Task to complete: Stop at the line containing "for i in 0..ws.rows()": every line of the listing from the first up to that one must be set down exactly.

──────── Study material ────────

//! Cache-aware matrix transpose strategies.
//!
//! A strategy computes `B = A^T` through a [`Workspace`], which records every
//! element access. Strategies differ only in the order of those accesses,
//! and therefore in how many misses the recorded trace produces.
//!
//! # Strategies
//!
//! - `RowWise`: baseline row-major scan of A, column-major writes to B.
//! - `Blocked`: square tiles, element-by-element copy inside each tile.
//! - `BufferedBlocked`: square tiles; each tile row of A is read into locals
//!   before being scattered down a column of B, so the A line is not evicted
//!   by the B writes that conflict with it.
//! - `SplitBlocked`: tiles processed as four half-tiles, using the upper-right
//!   quarter of the B tile as scratch, for matrices whose rows alias every
//!   few lines of the cache.

use std::fmt;

use super::matrix::Workspace;
use crate::common::constants::{ELEMENT_BYTES, MAX_MATRIX_DIM};
use crate::config::CacheConfig;

/// A transpose access pattern.
pub trait TransposeStrategy: fmt::Debug {
    /// Short human-readable name, e.g. `blocked(16)`.
    fn name(&self) -> String;

    /// Whether this strategy can transpose a `rows x cols` matrix.
    fn supports(&self, rows: usize, cols: usize) -> bool {
        rows > 0 && cols > 0
    }

    /// Writes the transpose of A into B.
    fn transpose(&self, ws: &mut Workspace);
}

/// Baseline: scan A row by row and write each element to its place in B.
#[derive(Clone, Copy, Debug, Default, PartialEq, Eq)]
pub struct RowWise;

impl TransposeStrategy for RowWise {
    fn name(&self) -> String {
        "row-wise".to_string()
    }

    fn transpose(&self, ws: &mut Workspace) {
        for i in 0..ws.rows() {
            for j in 0..ws.cols() {
                let v = ws.load_a(i, j);
                ws.store_b(j, i, v);
            }
        }
    }
}

/// Tiled transpose copying one element at a time.
///
/// Edge tiles are clipped, so any shape is supported.
#[derive(Clone, Copy, Debug, PartialEq, Eq)]
pub struct Blocked {
    tile: usize,
}

impl Blocked {
    /// Creates a blocked strategy with `tile x tile` tiles (at least 1).
    pub fn new(tile: usize) -> Self {
        Self { tile: tile.max(1) }
    }

    /// Tile edge length.
    pub const fn tile(&self) -> usize {
        self.tile
    }
}

impl TransposeStrategy for Blocked {
    fn name(&self) -> String {
        format!("blocked({})", self.tile)
    }

    fn transpose(&self, ws: &mut Workspace) {
        let (rows, cols, t) = (ws.rows(), ws.cols(), self.tile);
        for ii in (0..rows).step_by(t) {
            for jj in (0..cols).step_by(t) {
                for i in ii..(ii + t).min(rows) {
                    for j in jj..(jj + t).min(cols) {
                        let v = ws.load_a(i, j);
                        ws.store_b(j, i, v);
                    }
                }
            }
        }
    }
}

/// Tiled transpose that reads a whole tile row of A before writing any of it.
///
/// Edge tiles are clipped, so any shape is supported.
#[derive(Clone, Copy, Debug, PartialEq, Eq)]
pub struct BufferedBlocked {
    tile: usize,
}

impl BufferedBlocked {
    /// Creates a buffered blocked strategy with `tile x tile` tiles (at least 1).
    pub fn new(tile: usize) -> Self {
        Self { tile: tile.max(1) }
    }

    /// Tile edge length.
    pub const fn tile(&self) -> usize {
        self.tile
    }
}

impl TransposeStrategy for BufferedBlocked {
    fn name(&self) -> String {
        format!("buffered-blocked({})", self.tile)
    }

    fn transpose(&self, ws: &mut Workspace) {
        let (rows, cols, t) = (ws.rows(), ws.cols(), self.tile);
        let mut locals = Vec::with_capacity(t);
        for ii in (0..rows).step_by(t) {
            for jj in (0..cols).step_by(t) {
                for i in ii..(ii + t).min(rows) {
                    locals.clear();
                    locals.extend((jj..(jj + t).min(cols)).map(|j| ws.load_a(i, j)));
                    for (x, &v) in locals.iter().enumerate() {
                        ws.store_b(jj + x, i, v);
                    }
                }
            }
        }
    }
}

/// Tiled transpose working in half-tiles, for square matrices.
///
/// For each `t x t` tile with `h = t / 2`:
/// 1. The top `h` rows of the A tile are read a row at a time. Their left
///    halves go to their final place in the left half of the B tile; their
///    right halves are parked, still transposed, in the B tile's upper-right
///    quarter.
/// 2. For each of the top `h` rows of the B tile, the parked values are moved
///    down to the lower-left quarter, and the row's upper-right quarter is
///    filled from the bottom-left quarter of the A tile.
/// 3. The lower-right quarter of the B tile is filled from A directly.
///
/// Only B rows in one half of the tile are live at a time, so the strategy
/// suits caches that hold just `h` rows of the matrix without conflict.
#[derive(Clone, Copy, Debug, PartialEq, Eq)]
pub struct SplitBlocked {
    tile: usize,
}

impl SplitBlocked {
    /// Creates a split blocked strategy. `tile` is rounded down to an even
    /// number, and is at least 2.
    pub fn new(tile: usize) -> Self {
        Self {
            tile: (tile & !1).max(2),
        }
    }

    /// Tile edge length.
    pub const fn tile(&self) -> usize {
        self.tile
    }
}

impl TransposeStrategy for SplitBlocked {
    fn name(&self) -> String {
        format!("split-blocked({})", self.tile)
    }

    fn supports(&self, rows: usize, cols: usize) -> bool {
        rows > 0 && rows == cols && rows % self.tile == 0
    }

    fn transpose(&self, ws: &mut Workspace) {
        let n = ws.rows();
        let t = self.tile;
        let h = t / 2;
        let mut row = Vec::with_capacity(t);
        let mut upper = Vec::with_capacity(h);
        let mut lower = Vec::with_capacity(h);

        // i: first column of the A tile, j: first row of the A tile.
        for i in (0..n).step_by(t) {
            for j in (0..n).step_by(t) {
                for k in j..j + h {
                    row.clear();
                    row.extend((i..i + t).map(|c| ws.load_a(k, c)));
                    let (left, right) = row.split_at(h);
                    for (x, &v) in left.iter().enumerate() {
                        ws.store_b(i + x, k, v);
                    }
                    for (x, &v) in right.iter().enumerate() {
                        ws.store_b(i + x, k + h, v);
                    }
                }

                for k in i..i + h {
                    upper.clear();
                    upper.extend((0..h).map(|x| ws.load_b(k, j + h + x)));
                    lower.clear();
                    lower.extend((0..h).map(|x| ws.load_a(j + h + x, k)));
                    for (x, &v) in upper.iter().enumerate() {
                        ws.store_b(k + h, j + x, v);
                    }
                    for (x, &v) in lower.iter().enumerate() {
                        ws.store_b(k, j + h + x, v);
                    }
                }

                for k in i + h..i + t {
                    lower.clear();
                    lower.extend((0..h).map(|x| ws.load_a(j + h + x, k)));
                    for (x, &v) in lower.iter().enumerate() {
                        ws.store_b(k, j + h + x, v);
                    }
                }
            }
        }
    }
}

/// Chooses a transpose strategy for a `rows x cols` matrix on `cache`.
///
/// Let `epb` be the number of elements per cache block and `fit` the number
/// of matrix rows the whole cache holds.
///
/// - Square matrices with `fit >= epb` use [`BufferedBlocked`] with `epb`-wide
///   tiles: a full tile of B rows stays resident.
/// - Square matrices divisible by an even `epb` with `fit >= epb / 2` use
///   [`SplitBlocked`]: only half a tile of B rows is live at a time.
/// - Everything else uses [`Blocked`] with `2 * epb` tiles.
pub fn select_strategy(rows: usize, cols: usize, cache: &CacheConfig) -> Box<dyn TransposeStrategy> {
    let epb = (cache.block_bytes() / ELEMENT_BYTES).clamp(1, MAX_MATRIX_DIM as u64) as usize;
    let row_bytes = (cols.max(1) as u64) * ELEMENT_BYTES;
    let fit = cache.size_bytes() / row_bytes;

    if rows == cols {
        if fit >= epb as u64 {
            return Box::new(BufferedBlocked::new(epb));
        }
        if epb >= 2 && epb % 2 == 0 && rows % epb == 0 && fit >= (epb / 2) as u64 {
            return Box::new(SplitBlocked::new(epb));
        }
    }
    Box::new(Blocked::new(2 * epb))
}
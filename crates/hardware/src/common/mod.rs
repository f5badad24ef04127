//! Common utilities and types used throughout the cache simulator.
//!
//! This module provides the building blocks shared by every component. It includes:
//! 1. **Address Decomposition:** Tag, set-index and block-offset extraction.
//! 2. **Constants:** Address width limits and transpose workload placement.
//! 3. **Memory Operations:** Classification of trace records as load, store or modify.
//! 4. **Error Handling:** Configuration, parse, trace and run errors.

/// Address layout and decoding.
pub mod addr;

/// Common constants used throughout the simulator.
pub mod constants;

/// Memory operation definitions.
pub mod data;

/// Error types.
pub mod error;

pub use addr::{AddressLayout, DecodedAddr};
pub use constants::{ADDRESS_BITS, MAX_INDEX_OFFSET_BITS};
pub use data::Operation;
pub use error::{ConfigError, ParseError, SimError, TraceError, WorkloadError};
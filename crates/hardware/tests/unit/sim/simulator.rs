//! Simulator Tests.
//!
//! End-to-end replays of short traces: per-record outcomes, modify expansion,
//! the access clock, verbose output and error propagation.

use std::io::{self, Cursor};

use cachesim_core::cache::Outcome;
use cachesim_core::common::{Operation, ParseError, SimError, TraceError};
use cachesim_core::config::CacheConfig;
use cachesim_core::sim::{Simulator, StepResult};
use cachesim_core::stats::CacheStats;
use cachesim_core::trace::{DataRecord, TraceReader};
use pretty_assertions::assert_eq;

use crate::common::builder::trace::TraceBuilder;
use crate::common::harness::TestContext;

// ══════════════════════════════════════════════════════════
// 1. Record stepping
// ══════════════════════════════════════════════════════════

/// One set, one line, one-byte blocks: every distinct address conflicts.
#[test]
fn direct_mapped_single_line_thrash() {
    let mut ctx = TestContext::new(0, 1, 0);
    let trace = TraceBuilder::new().load(0).load(1).load(0);

    assert_eq!(
        ctx.outcomes(&trace.records()),
        vec![Outcome::MissFill, Outcome::MissEvict, Outcome::MissEvict]
    );
    assert_eq!(ctx.stats().to_string(), "hits:0 misses:3 evictions:2");
}

#[test]
fn modify_is_a_miss_then_a_hit() {
    let mut ctx = TestContext::new(0, 1, 4);
    let results = ctx.run(&TraceBuilder::new().modify(0x10).records());

    assert_eq!(
        results,
        vec![StepResult {
            first: Outcome::MissFill,
            second: Some(Outcome::Hit),
        }]
    );
    assert_eq!(ctx.stats(), CacheStats { hits: 1, misses: 1, evictions: 0 });
    assert_eq!(ctx.sim.clock(), 2);
}

#[test]
fn modify_of_resident_block_is_two_hits() {
    let mut ctx = TestContext::new(1, 1, 4);
    let trace = TraceBuilder::new().load(0x20).modify(0x24);
    assert_eq!(
        ctx.outcomes(&trace.records()),
        vec![Outcome::MissFill, Outcome::Hit, Outcome::Hit]
    );
}

/// The store half of a modify never evicts, even when the load half did.
#[test]
fn modify_after_conflict_evicts_once() {
    let mut ctx = TestContext::new(0, 1, 4);
    let trace = TraceBuilder::new().load(0x00).modify(0x10);
    assert_eq!(
        ctx.outcomes(&trace.records()),
        vec![Outcome::MissFill, Outcome::MissEvict, Outcome::Hit]
    );
    assert_eq!(ctx.stats(), CacheStats { hits: 1, misses: 2, evictions: 1 });
}

/// Load and store are identical for the cache model.
#[test]
fn store_behaves_like_load() {
    let mut loads = TestContext::new(2, 2, 3);
    let mut stores = TestContext::new(2, 2, 3);
    let addrs = [0x00, 0x40, 0x80, 0x00, 0xc0, 0x40, 0x08];

    let load_trace = addrs.iter().fold(TraceBuilder::new(), |t, &a| t.load(a));
    let store_trace = addrs.iter().fold(TraceBuilder::new(), |t, &a| t.store(a));

    assert_eq!(
        loads.outcomes(&load_trace.records()),
        stores.outcomes(&store_trace.records())
    );
    assert_eq!(loads.stats(), stores.stats());
}

#[test]
fn step_result_display_joins_outcomes() {
    let result = StepResult {
        first: Outcome::MissEvict,
        second: Some(Outcome::Hit),
    };
    assert_eq!(result.to_string(), "miss eviction hit");
    assert_eq!(result.outcomes().count(), 2);
}

// ══════════════════════════════════════════════════════════
// 2. Trace replay
// ══════════════════════════════════════════════════════════

/// A mixed trace on a 4-set, 2-way cache with 16-byte blocks.
#[test]
fn run_replays_reader_to_completion() {
    let trace = TraceBuilder::new()
        .instruction(0x400)
        .load(0x10)
        .modify(0x20)
        .load(0x22)
        .store(0x18)
        .load(0x110)
        .load(0x210)
        .modify(0x12);
    let mut sim = Simulator::new(&CacheConfig::new(2, 2, 4)).unwrap();

    let stats = sim
        .run(TraceReader::new(Cursor::new(trace.text().to_owned())), None)
        .unwrap();

    // 0x10 miss; 0x20 miss+hit; 0x22 hit; 0x18 hit; 0x110 miss (set 1 full);
    // 0x210 miss evicts 0x10; 0x12 miss evicts 0x110, then hits.
    assert_eq!(stats, CacheStats { hits: 4, misses: 5, evictions: 2 });
    assert_eq!(sim.clock(), 9);
}

#[test]
fn verbose_output_lists_each_record() {
    let trace = TraceBuilder::new().load(0x10).modify(0x20).load(0x10);
    let mut sim = Simulator::new(&CacheConfig::new(0, 1, 4)).unwrap();
    let mut out: Vec<u8> = Vec::new();

    let records = trace.records().into_iter().map(Ok::<_, TraceError>);
    let stats = sim.run(records, Some(&mut out)).unwrap();

    assert_eq!(
        String::from_utf8(out).unwrap(),
        "L 10,1 miss\nM 20,1 miss eviction hit\nL 10,1 miss eviction\n"
    );
    assert_eq!(stats.to_string(), "hits:1 misses:3 evictions:2");
}

#[test]
fn run_stops_at_first_trace_error() {
    let mut sim = Simulator::new(&CacheConfig::new(0, 1, 0)).unwrap();
    let err = sim
        .run(TraceReader::new(Cursor::new(" L 0,1\n L 0,1\nbogus\n L 1,1\n")), None)
        .unwrap_err();

    match err {
        SimError::Trace(TraceError::Malformed { line, source, .. }) => {
            assert_eq!(line, 3);
            assert_eq!(source, ParseError::UnknownOperation("bogus".into()));
        }
        other => panic!("unexpected error: {other}"),
    }
    // The two records before the bad line were still applied.
    assert_eq!(sim.stats(), CacheStats { hits: 1, misses: 1, evictions: 0 });
}

/// A verbose sink that rejects every write.
#[derive(Debug)]
struct BrokenSink;

impl io::Write for BrokenSink {
    fn write(&mut self, _buf: &[u8]) -> io::Result<usize> {
        Err(io::Error::other("sink closed"))
    }

    fn flush(&mut self) -> io::Result<()> {
        Ok(())
    }
}

#[test]
fn verbose_write_failure_is_reported() {
    let mut sim = Simulator::new(&CacheConfig::new(0, 1, 0)).unwrap();
    let records = vec![Ok::<_, TraceError>(DataRecord::new(Operation::Load, 0, 1))];
    let err = sim.run(records, Some(&mut BrokenSink)).unwrap_err();
    assert!(matches!(err, SimError::Output(_)), "{err}");
}

#[test]
fn invalid_geometry_is_rejected() {
    assert!(Simulator::new(&CacheConfig::new(40, 1, 30)).is_err());
}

────────

Written solution:
//! Cache-aware matrix transpose strategies.
//!
//! A strategy computes `B = A^T` through a [`Workspace`], which records every
//! element access. Strategies differ only in the order of those accesses,
//! and therefore in how many misses the recorded trace produces.
//!
//! # Strategies
//!
//! - `RowWise`: baseline row-major scan of A, column-major writes to B.
//! - `Blocked`: square tiles, element-by-element copy inside each tile.
//! - `BufferedBlocked`: square tiles; each tile row of A is read into locals
//!   before being scattered down a column of B, so the A line is not evicted
//!   by the B writes that conflict with it.
//! - `SplitBlocked`: tiles processed as four half-tiles, using the upper-right
//!   quarter of the B tile as scratch, for matrices whose rows alias every
//!   few lines of the cache.

use std::fmt;

use super::matrix::Workspace;
use crate::common::constants::{ELEMENT_BYTES, MAX_MATRIX_DIM};
use crate::config::CacheConfig;

/// A transpose access pattern.
pub trait TransposeStrategy: fmt::Debug {
    /// Short human-readable name, e.g. `blocked(16)`.
    fn name(&self) -> String;

    /// Whether this strategy can transpose a `rows x cols` matrix.
    fn supports(&self, rows: usize, cols: usize) -> bool {
        rows > 0 && cols > 0
    }

    /// Writes the transpose of A into B.
    fn transpose(&self, ws: &mut Workspace);
}

/// Baseline: scan A row by row and write each element to its place in B.
#[derive(Clone, Copy, Debug, Default, PartialEq, Eq)]
pub struct RowWise;

impl TransposeStrategy for RowWise {
    fn name(&self) -> String {
        "row-wise".to_string()
    }

    fn transpose(&self, ws: &mut Workspace) {
        for i in 0..ws.rows() {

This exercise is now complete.